The P.F. Chang’s data breach follows a common storyline. On June 12, 2014, P.F. Chang’s announced that unauthorized actors had breached its systems and compromised customer credit and debit cards. The company posted a notice to its website informing all customers who had dined at any P.F. Chang’s location. At the time, P.F. Chang’s had not yet completed its investigation and could not identify the scope of affected restaurants. As a precautionary measure, P.F. Chang’s temporarily switched to a manual card-processing system at all locations across the continental United States.

Almost immediately (on June 25), the plaintiffs filed class action lawsuits against P.F. Chang’s in the Northern District of Illinois.

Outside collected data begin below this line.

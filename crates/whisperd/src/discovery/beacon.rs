//! One-shot discovery beacon.

use std::net::{Ipv4Addr, SocketAddr, SocketAddrV4};

use anyhow::{Context, Result};
use socket2::{Domain, Protocol, Socket, Type};
use tokio::net::UdpSocket;

use whisper_core::wire::encode_announcement;

/// Announce `self_addr` to `target` with a single datagram.
///
/// `target` is either a full host:port or a bare host, in which case
/// `default_port` is used. Fire-and-forget: no acknowledgement, no retry.
pub async fn send_beacon(self_addr: &str, target: &str, default_port: u16) -> Result<()> {
    let dest = match target.parse::<SocketAddr>() {
        Ok(addr) => addr,
        Err(_) => tokio::net::lookup_host((target, default_port))
            .await
            .with_context(|| format!("failed to resolve {target}:{default_port}"))?
            .find(SocketAddr::is_ipv4)
            .with_context(|| format!("no IPv4 address for {target}"))?,
    };

    let socket = make_broadcast_socket().context("failed to create beacon socket")?;
    let socket = UdpSocket::from_std(socket).context("failed to convert to tokio UdpSocket")?;

    let sent = socket
        .send_to(&encode_announcement(self_addr), dest)
        .await
        .with_context(|| format!("send_to {dest}"))?;

    tracing::info!(%dest, bytes = sent, "sent discovery beacon");
    Ok(())
}

/// Create a UDP socket allowed to send to broadcast addresses.
fn make_broadcast_socket() -> Result<std::net::UdpSocket> {
    let socket = Socket::new(Domain::IPV4, Type::DGRAM, Some(Protocol::UDP)).context("socket()")?;

    socket.set_broadcast(true).context("SO_BROADCAST")?;
    socket.set_nonblocking(true).context("set_nonblocking")?;

    let bind_addr = SocketAddrV4::new(Ipv4Addr::UNSPECIFIED, 0);
    socket.bind(&bind_addr.into()).context("bind()")?;

    Ok(socket.into())
}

Notably, the two named plaintiffs both dined at a P.F. Chang’s restaurant in Northbrook, Illinois, which P.F. Chang’s claimed was later determined to have been unaffected by the breach (i.e., not among the 33 restaurants from which card data was stolen). One plaintiff alleged he saw unauthorized charges on his debit card statement shortly after the announced breach, cancelled his card, and paid $107 for a credit monitoring service. The other plaintiff had no fraudulent debit card charges, but alleged that he spent time and effort monitoring his card statements and credit reports.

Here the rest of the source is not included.